It's not often that I post editorials by Republican senators, but this one is well worth the read. A New York Times op-ed today by Senator Norm Coleman (R-MI)....
Tax Cheats at the Government Trough By NORM COLEMAN
A private company that provides health care services for the federal government received more than $300,000 from the Treasury last year. That is unremarkable. What is remarkable, however, is that the company owes more than $18 million in back taxes. And at the same time the company was cheating taxpayers, its owner bought several multimillion-dollar properties and a fleet of luxury cars.
Another contractor, which last year provided security guards for the Department of Homeland Security at a cost of $200,000, owes more than $400,000 in unpaid taxes. Its owner has repeatedly failed to file individual income taxes and has diverted his employees' payroll taxes to a foreign bank account to pay for building a home abroad.
Outrageous as these examples are, they are just the tip of a very large iceberg. Some 33,000 federal contractors together owe the Internal Revenue Service more than $3.3 billion in back taxes.
The scale of this boondoggle came to light last year when the Senate Permanent Subcommittee on Investigations, with the dogged help of the Government Accountability Office, found that 27,000 Defense Department contractors owed more than $3 billion in unpaid taxes. In its investigation, the G.A.O. determined that the government's program to subtract unpaid taxes from payments made to the companies, the Federal Payment Levy Program, simply was not working. In 2003, the levy program should have collected $100 million; it collected only $680,000.
This had to stop. So at the committee's request, the Defense Department and other affected agencies established the Federal Contractor Tax Compliance Task Force, which acts as a watchdog for the levy program. Not surprisingly, collections from delinquent contractors have increased dramatically. The Pentagon is on track to collect more than $17 million in back taxes this fiscal year - still far too little, but an increase of 2,400 percent over two years ago.
Given the problems we found with defense contractors, the subcommittee wondered whether other departments were doing as poorly. At our request, the G.A.O. conducted a broader search and came up with that jaw-dropping tally of 33,000 contractors. (Even the Executive Office of the President unwittingly contracted with a medical equipment company that owed nearly $2 million in unpaid taxes.) The G.A.O. also found that many companies withheld payroll taxes from their employees' checks but never turned the money over to the I.R.S.
A major part of the problem, the accountability office discovered, was that the agency that pays federal contractors, the Financial Management Service, often fails to ensure that the companies' tax information is accurate. In many cases, the management service failed to follow up even when federal agencies left out the names of the companies to be paid.

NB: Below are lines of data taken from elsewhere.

use parking_lot::RwLock;
use serde::{Serialize, de::DeserializeOwned};
use serde_json::Value;
use std::collections::HashMap;
use std::fs;
use std::path::PathBuf;
use std::time::{Duration, SystemTime, UNIX_EPOCH};
use tracing::{debug, warn};

/// A cached value together with its absolute expiry instant.
///
/// `expiry == 0` means the entry never expires; anything else is epoch
/// milliseconds. Serialized verbatim to the durable store.
#[derive(Debug, Clone, serde::Serialize, serde::Deserialize)]
struct StoredEntry {
    expiry: u64,
    data: Value,
}

impl StoredEntry {
    fn is_expired(&self, now: u64) -> bool {
        self.expiry != 0 && now >= self.expiry
    }
}

fn now_millis() -> u64 {
    SystemTime::now()
        .duration_since(UNIX_EPOCH)
        .map(|d| d.as_millis() as u64)
        .unwrap_or(0)
}

/// Durable key-value cache with per-entry expiry.
///
/// Entries live in an in-memory index backed by one JSON file per key under
/// a single namespace directory. The durable tier is only read during
/// hydration at construction; every later `get` is memory-only. Storage
/// failures (quota, corruption) are recovered internally and never reach
/// callers.
pub struct PersistentCache {
    dir: PathBuf,
    index: RwLock<HashMap<String, StoredEntry>>,
}

impl PersistentCache {
    /// Open (or create) a cache rooted at `dir`, hydrating the memory index
    /// from every unexpired durable entry. Expired and unparseable entries
    /// found during the scan are deleted.
    pub fn open(dir: impl Into<PathBuf>) -> Self {
        let dir = dir.into();
        let mut index = HashMap::new();

        if let Err(e) = fs::create_dir_all(&dir) {
            warn!("Cache directory {} unavailable: {e}", dir.display());
        } else {
            Self::hydrate(&dir, &mut index);
            debug!(
                "Cache hydrated with {} entries from {}",
                index.len(),
                dir.display()
            );
        }

        Self {
            dir,
            index: RwLock::new(index),
        }
    }

    fn hydrate(dir: &PathBuf, index: &mut HashMap<String, StoredEntry>) {
        let Ok(entries) = fs::read_dir(dir) else {
            return;
        };
        let now = now_millis();

        for file in entries.flatten() {
            let path = file.path();
            if path.extension().and_then(|e| e.to_str()) != Some("json") {
                continue;
            }
            let Some(stem) = path.file_stem().and_then(|s| s.to_str()) else {
                continue;
            };
            let Ok(key) = urlencoding::decode(stem).map(|k| k.into_owned()) else {
                let _ = fs::remove_file(&path);
                continue;
            };

            let parsed = fs::read_to_string(&path)
                .ok()
                .and_then(|raw| serde_json::from_str::<StoredEntry>(&raw).ok());

            match parsed {
                Some(entry) if !entry.is_expired(now) => {
                    index.insert(key, entry);
                }
                _ => {
                    // Expired or corrupt, either way it is gone
                    let _ = fs::remove_file(&path);
                }
            }
        }
    }

    fn file_path(&self, key: &str) -> PathBuf {
        self.dir
            .join(format!("{}.json", urlencoding::encode(key)))
    }

    /// Look up a key. Expired entries are removed from both tiers on touch
    /// and reported as a miss; so are entries whose payload no longer
    /// deserializes as `T`.
    pub fn get<T: DeserializeOwned>(&self, key: &str) -> Option<T> {
        let entry = self.index.read().get(key).cloned()?;

        if entry.is_expired(now_millis()) {
            self.remove(key);
            return None;
        }

        match serde_json::from_value(entry.data) {
            Ok(data) => Some(data),
            Err(e) => {
                warn!("Dropping malformed cache entry {key}: {e}");
                self.remove(key);
                None
            }
        }
    }

    /// Store a value. A `ttl` of `None` means the entry never expires.
    /// Durable-store write failures trigger eviction of the oldest-expiring
    /// 20% of finite-TTL entries and are otherwise swallowed.
    pub fn set<T: Serialize>(&self, key: &str, data: &T, ttl: Option<Duration>) {
        let data = match serde_json::to_value(data) {
            Ok(v) => v,
            Err(e) => {
                warn!("Refusing to cache unserializable value for {key}: {e}");
                return;
            }
        };

        let expiry = ttl.map_or(0, |t| now_millis() + t.as_millis() as u64);
        let entry = StoredEntry { expiry, data };

        let serialized = serde_json::to_string(&entry).unwrap_or_default();
        self.index.write().insert(key.to_string(), entry);

        if let Err(e) = fs::write(self.file_path(key), serialized) {
            warn!("Durable cache write failed for {key}, evicting: {e}");
            self.evict_oldest();
        }
    }

    /// Remove one entry from both tiers.
    pub fn remove(&self, key: &str) {
        self.index.write().remove(key);
        let _ = fs::remove_file(self.file_path(key));
    }

    /// Remove every entry under this cache's namespace.
    pub fn clear(&self) {
        let keys: Vec<String> = self.index.read().keys().cloned().collect();
        for key in keys {
            self.remove(&key);
        }
    }

    /// Sweep out entries past their expiry. Intended to run once at startup
    /// (hydration already skips them, so this matters for long-lived
    /// processes calling it periodically).
    pub fn clear_expired(&self) {
        let now = now_millis();
        let expired: Vec<String> = self
            .index
            .read()
            .iter()
            .filter(|(_, e)| e.is_expired(now))
            .map(|(k, _)| k.clone())
            .collect();

        if !expired.is_empty() {
            debug!("Clearing {} expired cache entries", expired.len());
        }
        for key in expired {
            self.remove(&key);
        }
    }

    /// Drop the oldest-expiring 20% of finite-TTL entries. Entries that
    /// never expire are not touched by this path.
    fn evict_oldest(&self) {
        let mut expiring: Vec<(String, u64)> = self
            .index
            .read()
            .iter()
            .filter(|(_, e)| e.expiry > 0)
            .map(|(k, e)| (k.clone(), e.expiry))
            .collect();

        expiring.sort_by_key(|(_, expiry)| *expiry);
        let count = expiring.len().div_ceil(5);

        warn!("Evicting {count} of {} expiring cache entries", expiring.len());
        for (key, _) in expiring.into_iter().take(count) {
            self.remove(&key);
        }
    }

    /// Get cache statistics
    pub fn stats(&self) -> CacheStats {
        CacheStats {
            entries: self.index.read().len(),
        }
    }
}

/// Cache statistics
#[derive(Debug, Clone, Copy)]
pub struct CacheStats {
    pub entries: usize,
}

And, as usual, bureaucracy adds to the problem. The I.R.S. is the only government body that has a database of tax cheats, which it keeps confidential, the result of a statute designed to protect honest taxpayers from having their personal information publicly disclosed. Unfortunately, the agency has extended that reasonable protection to all taxpayers and companies, including repeat tax cheats.
To solve the problem, the I.R.S. must aggressively prosecute tax cheats and provide an annual list of federal contractors that have been convicted of tax-related crimes or have had tax liens placed against them to contracting officers. With this information, they could cancel existing contracts and deny work to companies that are more interested in running a shell game than they are in serving the nation.